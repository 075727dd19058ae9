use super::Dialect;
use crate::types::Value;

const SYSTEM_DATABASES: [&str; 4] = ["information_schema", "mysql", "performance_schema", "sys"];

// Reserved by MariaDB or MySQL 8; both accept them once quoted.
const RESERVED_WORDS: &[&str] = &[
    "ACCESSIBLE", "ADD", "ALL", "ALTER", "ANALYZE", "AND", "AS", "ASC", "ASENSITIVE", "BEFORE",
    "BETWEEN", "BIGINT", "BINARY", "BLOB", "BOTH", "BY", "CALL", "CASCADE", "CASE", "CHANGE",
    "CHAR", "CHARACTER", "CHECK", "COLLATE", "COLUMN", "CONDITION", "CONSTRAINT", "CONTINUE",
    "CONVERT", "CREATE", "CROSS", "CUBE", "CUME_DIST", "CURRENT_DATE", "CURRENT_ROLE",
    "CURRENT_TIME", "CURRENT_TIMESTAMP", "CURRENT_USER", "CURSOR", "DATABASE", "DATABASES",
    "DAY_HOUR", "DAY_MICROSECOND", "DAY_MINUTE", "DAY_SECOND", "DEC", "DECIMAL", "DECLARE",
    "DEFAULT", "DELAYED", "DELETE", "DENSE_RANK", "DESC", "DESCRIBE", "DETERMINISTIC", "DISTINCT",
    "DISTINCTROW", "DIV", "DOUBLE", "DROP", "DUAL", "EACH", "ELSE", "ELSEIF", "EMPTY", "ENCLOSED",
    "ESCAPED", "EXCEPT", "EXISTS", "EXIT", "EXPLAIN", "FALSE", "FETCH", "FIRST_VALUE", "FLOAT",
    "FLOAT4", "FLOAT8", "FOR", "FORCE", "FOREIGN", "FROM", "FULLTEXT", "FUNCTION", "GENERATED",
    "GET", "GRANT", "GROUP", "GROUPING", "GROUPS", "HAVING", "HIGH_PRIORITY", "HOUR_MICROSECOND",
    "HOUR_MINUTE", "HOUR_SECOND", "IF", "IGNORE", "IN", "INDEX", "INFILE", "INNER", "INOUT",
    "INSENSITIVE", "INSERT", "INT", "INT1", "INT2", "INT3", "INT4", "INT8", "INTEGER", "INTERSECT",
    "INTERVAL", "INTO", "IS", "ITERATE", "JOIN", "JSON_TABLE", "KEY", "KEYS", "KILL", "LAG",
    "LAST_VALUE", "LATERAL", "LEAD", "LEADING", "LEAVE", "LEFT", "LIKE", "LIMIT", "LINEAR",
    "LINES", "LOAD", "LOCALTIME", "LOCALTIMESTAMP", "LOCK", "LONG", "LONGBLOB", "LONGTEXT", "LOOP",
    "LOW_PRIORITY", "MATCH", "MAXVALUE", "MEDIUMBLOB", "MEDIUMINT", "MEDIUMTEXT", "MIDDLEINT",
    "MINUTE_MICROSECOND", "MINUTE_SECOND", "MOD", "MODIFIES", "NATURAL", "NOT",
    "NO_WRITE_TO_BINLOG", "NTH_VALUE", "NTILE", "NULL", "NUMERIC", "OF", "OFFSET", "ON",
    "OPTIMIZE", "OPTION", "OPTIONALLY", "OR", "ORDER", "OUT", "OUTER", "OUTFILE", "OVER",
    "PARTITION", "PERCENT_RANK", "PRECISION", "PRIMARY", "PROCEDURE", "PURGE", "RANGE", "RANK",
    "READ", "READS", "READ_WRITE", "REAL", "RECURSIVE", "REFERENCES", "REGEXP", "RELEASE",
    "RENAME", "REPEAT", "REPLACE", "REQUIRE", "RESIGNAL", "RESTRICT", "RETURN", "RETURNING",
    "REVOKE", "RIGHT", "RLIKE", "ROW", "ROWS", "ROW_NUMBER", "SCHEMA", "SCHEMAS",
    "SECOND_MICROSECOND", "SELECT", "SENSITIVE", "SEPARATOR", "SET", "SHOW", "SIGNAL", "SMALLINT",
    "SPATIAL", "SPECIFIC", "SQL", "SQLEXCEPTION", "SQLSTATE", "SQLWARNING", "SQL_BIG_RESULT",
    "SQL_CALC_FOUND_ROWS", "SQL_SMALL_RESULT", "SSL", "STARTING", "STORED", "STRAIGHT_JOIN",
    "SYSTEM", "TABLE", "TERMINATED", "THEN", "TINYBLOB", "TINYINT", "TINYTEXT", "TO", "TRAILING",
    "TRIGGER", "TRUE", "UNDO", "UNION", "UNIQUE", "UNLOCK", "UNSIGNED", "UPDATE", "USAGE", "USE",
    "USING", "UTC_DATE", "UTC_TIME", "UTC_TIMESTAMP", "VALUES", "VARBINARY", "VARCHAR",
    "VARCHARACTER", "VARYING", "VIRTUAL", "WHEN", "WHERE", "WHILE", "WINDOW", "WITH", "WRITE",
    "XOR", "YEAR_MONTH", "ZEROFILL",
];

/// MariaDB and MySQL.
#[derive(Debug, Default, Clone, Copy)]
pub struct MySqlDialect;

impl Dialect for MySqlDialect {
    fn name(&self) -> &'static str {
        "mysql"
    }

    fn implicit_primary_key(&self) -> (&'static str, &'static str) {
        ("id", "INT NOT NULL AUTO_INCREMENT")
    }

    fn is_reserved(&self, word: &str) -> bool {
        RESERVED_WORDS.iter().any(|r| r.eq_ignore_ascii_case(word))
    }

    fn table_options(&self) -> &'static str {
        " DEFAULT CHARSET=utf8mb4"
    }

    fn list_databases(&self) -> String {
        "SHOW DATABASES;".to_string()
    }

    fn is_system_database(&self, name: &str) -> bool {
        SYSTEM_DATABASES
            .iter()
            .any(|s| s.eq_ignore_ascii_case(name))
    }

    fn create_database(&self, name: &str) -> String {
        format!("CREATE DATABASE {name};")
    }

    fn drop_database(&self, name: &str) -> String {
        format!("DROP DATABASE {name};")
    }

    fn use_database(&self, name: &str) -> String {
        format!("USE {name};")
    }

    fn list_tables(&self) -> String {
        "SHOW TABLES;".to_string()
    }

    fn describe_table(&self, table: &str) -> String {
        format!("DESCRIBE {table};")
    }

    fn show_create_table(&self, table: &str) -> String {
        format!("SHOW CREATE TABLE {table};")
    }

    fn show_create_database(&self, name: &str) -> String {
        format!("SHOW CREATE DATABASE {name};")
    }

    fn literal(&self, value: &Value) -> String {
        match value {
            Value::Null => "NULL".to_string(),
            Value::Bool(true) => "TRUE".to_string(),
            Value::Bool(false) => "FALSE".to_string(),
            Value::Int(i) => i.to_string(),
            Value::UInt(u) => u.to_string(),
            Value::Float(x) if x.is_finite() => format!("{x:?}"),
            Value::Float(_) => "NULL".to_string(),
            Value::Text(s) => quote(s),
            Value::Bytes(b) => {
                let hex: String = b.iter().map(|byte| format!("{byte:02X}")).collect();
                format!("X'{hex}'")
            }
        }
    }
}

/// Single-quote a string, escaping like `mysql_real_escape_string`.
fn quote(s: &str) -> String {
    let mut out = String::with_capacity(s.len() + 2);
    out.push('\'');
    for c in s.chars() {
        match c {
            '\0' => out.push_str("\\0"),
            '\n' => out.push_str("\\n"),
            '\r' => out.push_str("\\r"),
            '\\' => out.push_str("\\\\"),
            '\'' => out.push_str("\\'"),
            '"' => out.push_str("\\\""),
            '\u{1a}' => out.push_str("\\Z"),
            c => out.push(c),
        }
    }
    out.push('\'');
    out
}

******

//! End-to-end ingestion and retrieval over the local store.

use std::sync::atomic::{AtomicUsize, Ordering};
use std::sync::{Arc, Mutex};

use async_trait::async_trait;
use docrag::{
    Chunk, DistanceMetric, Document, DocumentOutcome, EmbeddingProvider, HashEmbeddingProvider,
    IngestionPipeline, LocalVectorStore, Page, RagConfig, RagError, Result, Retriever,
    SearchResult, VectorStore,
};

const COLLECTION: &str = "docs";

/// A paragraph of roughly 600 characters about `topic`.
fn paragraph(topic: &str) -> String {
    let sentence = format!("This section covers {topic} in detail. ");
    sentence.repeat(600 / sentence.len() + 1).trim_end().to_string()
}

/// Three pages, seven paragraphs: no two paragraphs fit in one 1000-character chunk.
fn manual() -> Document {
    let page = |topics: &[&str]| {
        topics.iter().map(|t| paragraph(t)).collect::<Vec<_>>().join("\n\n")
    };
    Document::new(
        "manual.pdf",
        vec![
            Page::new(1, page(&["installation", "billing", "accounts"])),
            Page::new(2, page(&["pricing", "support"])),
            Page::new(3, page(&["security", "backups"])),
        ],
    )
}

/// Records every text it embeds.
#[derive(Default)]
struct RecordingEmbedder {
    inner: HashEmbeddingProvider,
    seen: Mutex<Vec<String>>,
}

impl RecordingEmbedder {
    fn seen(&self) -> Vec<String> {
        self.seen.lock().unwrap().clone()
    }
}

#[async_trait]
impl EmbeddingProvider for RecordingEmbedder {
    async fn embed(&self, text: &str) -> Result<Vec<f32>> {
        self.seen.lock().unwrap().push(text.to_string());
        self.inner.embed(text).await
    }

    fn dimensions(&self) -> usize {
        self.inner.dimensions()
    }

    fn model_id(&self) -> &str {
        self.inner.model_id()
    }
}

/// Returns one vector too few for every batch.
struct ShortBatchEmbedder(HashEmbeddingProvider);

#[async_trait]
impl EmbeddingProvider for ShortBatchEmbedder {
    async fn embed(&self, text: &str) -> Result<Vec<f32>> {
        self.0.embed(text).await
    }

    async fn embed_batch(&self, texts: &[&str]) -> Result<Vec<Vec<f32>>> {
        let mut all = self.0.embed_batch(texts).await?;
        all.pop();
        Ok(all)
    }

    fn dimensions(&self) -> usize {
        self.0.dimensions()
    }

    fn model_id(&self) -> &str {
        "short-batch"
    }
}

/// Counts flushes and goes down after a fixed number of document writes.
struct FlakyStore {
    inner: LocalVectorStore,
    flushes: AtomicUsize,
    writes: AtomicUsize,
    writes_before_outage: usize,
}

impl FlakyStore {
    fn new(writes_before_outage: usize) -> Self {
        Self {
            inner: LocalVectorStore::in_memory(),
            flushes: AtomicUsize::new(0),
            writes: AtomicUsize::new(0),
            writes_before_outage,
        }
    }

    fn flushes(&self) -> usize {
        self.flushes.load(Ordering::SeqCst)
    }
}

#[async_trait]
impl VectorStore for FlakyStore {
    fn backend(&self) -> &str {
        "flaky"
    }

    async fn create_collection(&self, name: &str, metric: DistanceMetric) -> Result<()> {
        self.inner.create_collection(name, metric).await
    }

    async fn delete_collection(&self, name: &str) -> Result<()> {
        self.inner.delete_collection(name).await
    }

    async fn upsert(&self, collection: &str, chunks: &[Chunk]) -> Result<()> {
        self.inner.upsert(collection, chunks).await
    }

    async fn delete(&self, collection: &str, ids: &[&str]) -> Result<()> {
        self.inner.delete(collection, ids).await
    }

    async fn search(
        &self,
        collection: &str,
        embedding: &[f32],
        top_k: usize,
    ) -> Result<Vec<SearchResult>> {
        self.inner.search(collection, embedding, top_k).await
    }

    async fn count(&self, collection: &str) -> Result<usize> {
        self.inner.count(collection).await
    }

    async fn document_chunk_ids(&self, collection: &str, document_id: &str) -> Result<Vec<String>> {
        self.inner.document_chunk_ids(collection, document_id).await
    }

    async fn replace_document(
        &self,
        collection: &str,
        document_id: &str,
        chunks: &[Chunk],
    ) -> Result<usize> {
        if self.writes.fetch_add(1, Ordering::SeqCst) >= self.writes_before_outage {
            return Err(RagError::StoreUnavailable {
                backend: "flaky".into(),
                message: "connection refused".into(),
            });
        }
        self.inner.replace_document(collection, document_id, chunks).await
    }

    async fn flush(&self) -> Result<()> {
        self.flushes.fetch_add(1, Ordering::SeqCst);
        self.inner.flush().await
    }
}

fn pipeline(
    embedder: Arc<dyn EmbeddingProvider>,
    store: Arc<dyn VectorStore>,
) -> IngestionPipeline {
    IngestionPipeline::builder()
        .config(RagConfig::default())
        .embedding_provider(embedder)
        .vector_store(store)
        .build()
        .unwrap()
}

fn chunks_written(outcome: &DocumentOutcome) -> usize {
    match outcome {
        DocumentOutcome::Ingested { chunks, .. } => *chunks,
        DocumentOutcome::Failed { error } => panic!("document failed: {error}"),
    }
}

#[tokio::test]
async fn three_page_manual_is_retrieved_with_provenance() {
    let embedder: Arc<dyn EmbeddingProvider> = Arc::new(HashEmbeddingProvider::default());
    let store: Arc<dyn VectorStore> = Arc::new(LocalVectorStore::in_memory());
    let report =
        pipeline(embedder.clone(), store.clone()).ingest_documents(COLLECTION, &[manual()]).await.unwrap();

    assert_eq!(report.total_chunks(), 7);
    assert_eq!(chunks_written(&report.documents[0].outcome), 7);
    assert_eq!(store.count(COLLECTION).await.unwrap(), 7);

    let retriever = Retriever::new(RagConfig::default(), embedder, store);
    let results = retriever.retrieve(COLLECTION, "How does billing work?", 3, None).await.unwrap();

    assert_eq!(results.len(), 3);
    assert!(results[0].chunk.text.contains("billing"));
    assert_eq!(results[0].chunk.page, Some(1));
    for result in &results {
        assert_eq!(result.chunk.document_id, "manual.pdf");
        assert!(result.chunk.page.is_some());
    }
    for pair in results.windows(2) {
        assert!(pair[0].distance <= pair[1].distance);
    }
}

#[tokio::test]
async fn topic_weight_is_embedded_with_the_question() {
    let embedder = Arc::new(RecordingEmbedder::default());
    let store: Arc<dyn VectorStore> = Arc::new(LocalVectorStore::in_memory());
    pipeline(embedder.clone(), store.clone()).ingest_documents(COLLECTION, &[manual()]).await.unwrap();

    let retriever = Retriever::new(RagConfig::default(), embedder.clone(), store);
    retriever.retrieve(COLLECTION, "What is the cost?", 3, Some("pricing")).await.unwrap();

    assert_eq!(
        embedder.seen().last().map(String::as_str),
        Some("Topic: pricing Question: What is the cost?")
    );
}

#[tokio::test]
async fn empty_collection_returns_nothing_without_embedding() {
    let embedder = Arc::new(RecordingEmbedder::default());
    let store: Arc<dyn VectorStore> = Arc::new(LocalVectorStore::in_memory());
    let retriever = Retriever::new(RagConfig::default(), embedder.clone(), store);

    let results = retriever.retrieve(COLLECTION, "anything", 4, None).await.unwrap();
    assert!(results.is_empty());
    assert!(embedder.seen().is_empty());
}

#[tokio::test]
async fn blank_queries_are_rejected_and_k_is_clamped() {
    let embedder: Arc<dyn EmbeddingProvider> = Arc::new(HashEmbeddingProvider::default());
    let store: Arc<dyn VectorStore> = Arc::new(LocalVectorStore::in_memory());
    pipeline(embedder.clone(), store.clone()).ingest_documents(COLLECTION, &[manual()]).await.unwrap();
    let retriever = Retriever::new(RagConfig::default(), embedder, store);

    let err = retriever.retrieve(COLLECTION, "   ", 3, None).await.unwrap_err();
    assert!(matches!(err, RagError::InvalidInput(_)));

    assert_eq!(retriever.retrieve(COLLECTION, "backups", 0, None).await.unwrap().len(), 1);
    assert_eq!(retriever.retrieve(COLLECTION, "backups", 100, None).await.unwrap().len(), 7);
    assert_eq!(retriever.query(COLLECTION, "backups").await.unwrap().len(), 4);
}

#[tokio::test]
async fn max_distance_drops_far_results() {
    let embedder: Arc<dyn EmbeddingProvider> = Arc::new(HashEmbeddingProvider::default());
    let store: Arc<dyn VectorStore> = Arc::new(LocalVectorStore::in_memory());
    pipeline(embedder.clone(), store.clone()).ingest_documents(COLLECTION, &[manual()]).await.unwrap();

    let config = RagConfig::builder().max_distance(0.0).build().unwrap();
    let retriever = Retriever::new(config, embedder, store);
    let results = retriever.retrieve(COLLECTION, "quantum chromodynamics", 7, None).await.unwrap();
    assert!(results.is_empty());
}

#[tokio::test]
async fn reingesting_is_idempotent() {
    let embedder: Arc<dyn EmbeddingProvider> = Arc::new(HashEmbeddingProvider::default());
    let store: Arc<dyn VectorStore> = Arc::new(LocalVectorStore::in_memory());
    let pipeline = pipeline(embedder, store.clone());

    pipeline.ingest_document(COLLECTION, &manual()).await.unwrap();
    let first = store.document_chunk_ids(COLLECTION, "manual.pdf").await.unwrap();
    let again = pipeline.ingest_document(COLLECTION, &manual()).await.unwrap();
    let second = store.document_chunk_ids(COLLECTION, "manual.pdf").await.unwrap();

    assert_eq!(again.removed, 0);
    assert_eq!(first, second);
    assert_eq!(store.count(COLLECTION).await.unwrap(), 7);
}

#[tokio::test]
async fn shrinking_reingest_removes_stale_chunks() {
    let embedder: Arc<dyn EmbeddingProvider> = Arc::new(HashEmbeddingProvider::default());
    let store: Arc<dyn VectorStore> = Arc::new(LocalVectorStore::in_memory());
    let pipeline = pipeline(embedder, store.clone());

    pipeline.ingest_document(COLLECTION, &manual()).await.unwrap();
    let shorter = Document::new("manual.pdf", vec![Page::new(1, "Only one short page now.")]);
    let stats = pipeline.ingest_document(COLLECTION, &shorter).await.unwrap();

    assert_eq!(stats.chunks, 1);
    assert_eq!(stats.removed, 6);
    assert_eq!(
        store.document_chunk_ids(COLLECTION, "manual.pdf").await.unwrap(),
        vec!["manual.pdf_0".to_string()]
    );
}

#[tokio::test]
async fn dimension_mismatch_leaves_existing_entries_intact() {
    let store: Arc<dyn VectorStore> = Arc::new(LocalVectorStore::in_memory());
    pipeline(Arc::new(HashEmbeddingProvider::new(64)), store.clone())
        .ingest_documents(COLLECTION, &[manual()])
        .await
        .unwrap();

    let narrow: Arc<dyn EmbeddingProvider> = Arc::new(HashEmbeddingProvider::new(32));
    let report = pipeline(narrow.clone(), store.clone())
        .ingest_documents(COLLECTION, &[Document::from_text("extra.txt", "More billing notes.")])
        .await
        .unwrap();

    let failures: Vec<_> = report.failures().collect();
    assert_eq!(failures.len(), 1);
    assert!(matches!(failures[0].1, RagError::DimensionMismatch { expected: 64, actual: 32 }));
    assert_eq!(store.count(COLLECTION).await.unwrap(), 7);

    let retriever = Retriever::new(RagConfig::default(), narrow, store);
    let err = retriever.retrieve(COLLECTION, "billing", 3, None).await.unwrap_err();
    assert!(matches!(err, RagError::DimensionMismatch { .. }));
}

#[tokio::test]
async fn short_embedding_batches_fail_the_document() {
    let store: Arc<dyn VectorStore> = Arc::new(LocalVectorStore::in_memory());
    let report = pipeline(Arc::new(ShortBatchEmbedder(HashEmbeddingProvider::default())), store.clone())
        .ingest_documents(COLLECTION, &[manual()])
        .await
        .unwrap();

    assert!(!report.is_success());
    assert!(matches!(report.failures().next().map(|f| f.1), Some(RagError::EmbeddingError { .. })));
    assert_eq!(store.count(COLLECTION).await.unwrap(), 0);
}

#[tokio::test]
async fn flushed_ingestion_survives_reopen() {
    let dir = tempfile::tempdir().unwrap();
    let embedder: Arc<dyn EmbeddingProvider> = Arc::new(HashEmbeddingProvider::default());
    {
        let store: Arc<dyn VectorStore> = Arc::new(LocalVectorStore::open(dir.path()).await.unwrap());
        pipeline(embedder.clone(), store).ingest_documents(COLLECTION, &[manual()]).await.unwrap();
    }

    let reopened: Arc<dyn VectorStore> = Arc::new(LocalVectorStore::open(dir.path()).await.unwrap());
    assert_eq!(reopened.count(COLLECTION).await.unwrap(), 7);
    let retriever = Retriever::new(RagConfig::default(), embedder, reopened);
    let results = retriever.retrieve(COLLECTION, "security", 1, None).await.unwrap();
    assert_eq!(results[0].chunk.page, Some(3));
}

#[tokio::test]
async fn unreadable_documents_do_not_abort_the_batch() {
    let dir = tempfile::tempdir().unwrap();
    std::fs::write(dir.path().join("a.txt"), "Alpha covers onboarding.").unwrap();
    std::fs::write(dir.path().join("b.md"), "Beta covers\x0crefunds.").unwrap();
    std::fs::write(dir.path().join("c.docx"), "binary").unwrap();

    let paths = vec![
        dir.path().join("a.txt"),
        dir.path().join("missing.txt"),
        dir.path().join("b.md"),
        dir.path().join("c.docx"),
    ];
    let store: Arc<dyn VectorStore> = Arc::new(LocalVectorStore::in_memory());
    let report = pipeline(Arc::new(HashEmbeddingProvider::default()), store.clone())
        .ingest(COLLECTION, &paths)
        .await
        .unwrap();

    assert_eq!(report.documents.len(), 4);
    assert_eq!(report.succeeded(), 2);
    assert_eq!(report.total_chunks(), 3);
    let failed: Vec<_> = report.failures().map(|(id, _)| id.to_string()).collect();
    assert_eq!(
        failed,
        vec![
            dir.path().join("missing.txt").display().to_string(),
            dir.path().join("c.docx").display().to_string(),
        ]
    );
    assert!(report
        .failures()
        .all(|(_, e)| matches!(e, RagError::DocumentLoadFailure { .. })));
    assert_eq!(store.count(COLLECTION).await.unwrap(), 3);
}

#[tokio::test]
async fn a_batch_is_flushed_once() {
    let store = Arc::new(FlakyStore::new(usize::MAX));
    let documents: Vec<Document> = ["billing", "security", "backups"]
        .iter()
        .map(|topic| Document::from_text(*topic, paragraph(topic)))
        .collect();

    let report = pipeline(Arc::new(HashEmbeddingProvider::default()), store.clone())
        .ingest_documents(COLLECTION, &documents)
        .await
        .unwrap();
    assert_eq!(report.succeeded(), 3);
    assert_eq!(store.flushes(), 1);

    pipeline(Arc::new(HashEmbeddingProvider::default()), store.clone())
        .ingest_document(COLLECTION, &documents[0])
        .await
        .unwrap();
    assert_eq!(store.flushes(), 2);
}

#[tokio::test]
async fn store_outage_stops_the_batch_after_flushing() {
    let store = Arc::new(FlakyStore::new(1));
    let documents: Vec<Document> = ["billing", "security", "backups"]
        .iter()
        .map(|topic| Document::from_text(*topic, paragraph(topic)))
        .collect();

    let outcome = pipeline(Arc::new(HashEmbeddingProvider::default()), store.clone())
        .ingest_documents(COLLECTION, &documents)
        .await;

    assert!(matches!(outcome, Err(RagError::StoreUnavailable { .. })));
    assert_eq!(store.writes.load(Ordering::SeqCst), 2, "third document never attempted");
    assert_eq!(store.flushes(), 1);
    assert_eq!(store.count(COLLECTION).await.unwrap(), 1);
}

******

[Problem details]:
The answer must be a single number: how many lines of the data hold the word "narrow".

[Task solution]:
3